I vividly remember having lines when I was in year 8 of school. I came home and started doing them, and thought my Mum would be so pleased. She found a spelling mistake and made me do them all over again; quite rightly, but I’ve always remembered that memory with a wish for a Neighbours moment or a cartoon moment, with an I’m so proud of you hug, I love you for doing your lines. Ridiculous. Teenage selfishness at its best. She saved me from a telling off from the teacher probably.

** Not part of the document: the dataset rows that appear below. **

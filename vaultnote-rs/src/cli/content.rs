//! Free-text commands: `append`, `prepend` and `create`.

use crate::cli::args::{AppendArgs, CreateArgs, PrependArgs, TextInput};
use crate::cli::metadata::parse_value;
use crate::cli::output::Output;
use crate::cli::tasks::report;
use crate::error::{ExitCode, Result, VaultError};
use crate::mutation::Operation;
use crate::parser::frontmatter::FieldValue;
use crate::vault::Vault;
use std::io::{self, Read};
use std::path::Path;

/// Text from the argument, else from piped stdin. Stdin is always taken
/// literally; the argument only has escapes expanded when asked to.
fn read_input_text(text_arg: &Option<String>, input: TextInput) -> Result<Option<String>> {
    if let Some(text) = text_arg {
        let text = if input.escapes {
            unescape(text)
        } else {
            text.clone()
        };
        return Ok(Some(text));
    }
    if atty::isnt(atty::Stream::Stdin) {
        let mut buffer = String::new();
        io::stdin().read_to_string(&mut buffer)?;
        Ok(Some(buffer))
    } else {
        Ok(None)
    }
}

fn required_text(text_arg: &Option<String>, input: TextInput) -> Result<String> {
    read_input_text(text_arg, input)?.ok_or_else(|| {
        VaultError::InvalidInput("no text given: pass it as an argument or pipe it on stdin".to_string())
    })
}

/// Expand `\n`, `\t` and `\\`. Any other backslash is kept.
fn unescape(text: &str) -> String {
    let mut out = String::with_capacity(text.len());
    let mut chars = text.chars();
    while let Some(c) = chars.next() {
        if c != '\\' {
            out.push(c);
            continue;
        }
        match chars.next() {
            Some('n') => out.push('\n'),
            Some('t') => out.push('\t'),
            Some('\\') => out.push('\\'),
            Some(other) => {
                out.push('\\');
                out.push(other);
            }
            None => out.push('\\'),
        }
    }
    out
}

/// `key=value` from `--field`.
fn parse_field(raw: &str) -> Result<(String, FieldValue)> {
    match raw.split_once('=') {
        Some((key, value)) if !key.trim().is_empty() => {
            Ok((key.trim().to_string(), parse_value(value.trim(), false)))
        }
        _ => Err(VaultError::InvalidInput(format!("expected KEY=VALUE, got {:?}", raw))),
    }
}

pub fn append(vault: &Vault, args: &AppendArgs, output: &Output) -> Result<ExitCode> {
    let text = required_text(&args.text, args.input)?;
    let operation = Operation::AppendText {
        section: args.section.clone(),
        text,
    };
    let outcome = vault.mutate(&args.note, &operation)?;
    report(&outcome, output)
}

pub fn prepend(vault: &Vault, args: &PrependArgs, output: &Output) -> Result<ExitCode> {
    let text = required_text(&args.text, args.input)?;
    let outcome = vault.mutate(&args.note, &Operation::PrependText { text })?;
    report(&outcome, output)
}

pub fn create(vault: &Vault, args: &CreateArgs, output: &Output) -> Result<ExitCode> {
    let fields = args
        .fields
        .iter()
        .map(|raw| parse_field(raw))
        .collect::<Result<Vec<_>>>()?;
    let body = read_input_text(&args.text, args.input)?.unwrap_or_default();
    let outcome = vault.create_note(&args.title, &body, &fields, args.path.as_deref().map(Path::new))?;
    report(&outcome, output)
}

// Check if stdin is a terminal (for reading from pipe)
mod atty {
    pub enum Stream {
        Stdin,
    }

    pub fn isnt(stream: Stream) -> bool {
        match stream {
            Stream::Stdin => {
                #[cfg(unix)]
                {
                    use std::os::unix::io::AsRawFd;
                    unsafe { libc::isatty(std::io::stdin().as_raw_fd()) == 0 }
                }
                #[cfg(not(unix))]
                {
                    false
                }
            }
        }
    }
}
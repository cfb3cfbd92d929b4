//! Task commands: `tasks`, `stats`, `add-task` and `toggle-task`.

use crate::cli::args::{AddTaskArgs, StatsArgs, TasksArgs, ToggleTaskArgs};
use crate::cli::output::Output;
use crate::document::{TaskRef, TaskStats};
use crate::error::{ExitCode, Result, VaultError};
use crate::mutation::{MutationOutcome, Operation};
use crate::parser::task::TaskNode;
use crate::vault::{Vault, VaultStats};
use serde::Serialize;
use std::path::PathBuf;

#[derive(Debug, Serialize)]
struct TasksResponse {
    path: PathBuf,
    #[serde(skip_serializing_if = "Option::is_none")]
    section: Option<String>,
    stats: TaskStats,
    tasks: Vec<TaskNode>,
}

#[derive(Debug, Serialize)]
struct FlatTask {
    line: usize,
    depth: usize,
    checked: bool,
    text: String,
}

#[derive(Debug, Serialize)]
struct FlatTasksResponse {
    path: PathBuf,
    #[serde(skip_serializing_if = "Option::is_none")]
    section: Option<String>,
    stats: TaskStats,
    tasks: Vec<FlatTask>,
}

#[derive(Debug, Serialize)]
struct NoteStatsResponse {
    path: PathBuf,
    stats: TaskStats,
}

pub fn tasks(vault: &Vault, args: &TasksArgs, output: &Output) -> Result<ExitCode> {
    let path = vault.normalize_note_path(&args.note)?;
    let doc = vault.document(&path)?;

    let roots: Vec<&TaskNode> = match &args.section {
        Some(section) => doc.tasks_in_section(section).ok_or_else(|| VaultError::SectionNotFound {
            note: path.clone(),
            section: section.clone(),
        })?,
        None => doc.tasks().iter().collect(),
    };
    let selected: Vec<&TaskNode> = roots.iter().copied().flat_map(TaskNode::walk).collect();
    let stats = TaskStats::from_tasks(selected.iter().copied());

    let keep = |task: &TaskNode| {
        if args.pending {
            !task.checked
        } else if args.completed {
            task.checked
        } else {
            true
        }
    };

    if args.flat || args.pending || args.completed {
        let tasks = selected
            .into_iter()
            .filter(|t| keep(*t))
            .map(|t| FlatTask {
                line: t.line,
                depth: t.depth,
                checked: t.checked,
                text: t.text.clone(),
            })
            .collect();
        output.print(&FlatTasksResponse {
            path,
            section: args.section.clone(),
            stats,
            tasks,
        })?;
        return Ok(ExitCode::Success);
    }

    let tasks = roots.into_iter().cloned().collect();
    output.print(&TasksResponse {
        path,
        section: args.section.clone(),
        stats,
        tasks,
    })?;
    Ok(ExitCode::Success)
}

pub fn stats(vault: &Vault, args: &StatsArgs, output: &Output) -> Result<ExitCode> {
    match &args.note {
        Some(note) => {
            let path = vault.normalize_note_path(note)?;
            let stats = vault.task_stats(&path)?;
            output.print(&NoteStatsResponse { path, stats })?;
        }
        None => {
            let stats: VaultStats = vault.vault_stats()?;
            output.print(&stats)?;
        }
    }
    Ok(ExitCode::Success)
}

pub fn add_task(vault: &Vault, args: &AddTaskArgs, output: &Output) -> Result<ExitCode> {
    let operation = Operation::AddTask {
        section: args.section.clone(),
        text: args.text.clone(),
        depth: args.depth,
    };
    let outcome = vault.mutate(&args.note, &operation)?;
    report(&outcome, output)
}

pub fn toggle_task(vault: &Vault, args: &ToggleTaskArgs, output: &Output) -> Result<ExitCode> {
    let path = vault.normalize_note_path(&args.note)?;
    let doc = vault.document(&path)?;

    let checked = if args.checked {
        Some(true)
    } else if args.unchecked {
        Some(false)
    } else {
        None
    };

    let node = match (args.line, &args.text) {
        (Some(line), _) => doc.task_at_line(line).ok_or_else(|| VaultError::TaskNotFound {
            note: path.clone(),
            query: format!("line {}", line),
        })?,
        (None, Some(text)) => doc.find_task(text, checked).ok_or_else(|| VaultError::TaskNotFound {
            note: path.clone(),
            query: text.clone(),
        })?,
        (None, None) => return Err(VaultError::InvalidInput("pass --line or --text".to_string())),
    };
    let operation = Operation::ToggleTask {
        task: TaskRef::from(node),
        checked,
    };
    drop(doc);

    let outcome = vault.mutate(&path, &operation)?;
    report(&outcome, output)
}

/// Print a mutation outcome.
pub(crate) fn report(outcome: &MutationOutcome, output: &Output) -> Result<ExitCode> {
    if !outcome.changed {
        output.info(&format!("{}: already up to date", outcome.path.display()));
    }
    output.print(outcome)?;
    Ok(ExitCode::Success)
}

This morning Mike the Knight of all things got me thinking. Are you a TV parent? Mike didn’t mend the floor, Mum tripped over, he did catch the basket of eggs but instead of shouting at him (which is what I would have done, probably along the lines of you should have done it earlier, someone could get hurt, it’s too late to be sorry now, the usual platitudes). Mike’s Mum was nice to him. No telling off, no lecture, it didn’t matter.
I remember comparing my parents to those I saw on TV and not particularly favourably at the time because they didn’t let me do what I wanted to. So I know that my children are doing the same. Has my daughter sat there this morning and thought that Mike’s Mum would never make her go to nursery like I did, or that I don’t react that calmly when I step on a Lego piece. I’m not a TV parent, I’m not an overly shouty parent, but I have fallen into the nagging Mum trap. I’m not going to become Mike the Knights Mum but I could probably do with remembering that they are only young still and don’t have the benefit of nearly 40 years of life behind them
When they hit 18 I’ll ask them what I did good and bad and just hope I like the answer. (And totally go against all my parenting principles and spoil my grandchildren rotten so they can have a good moan about that too!)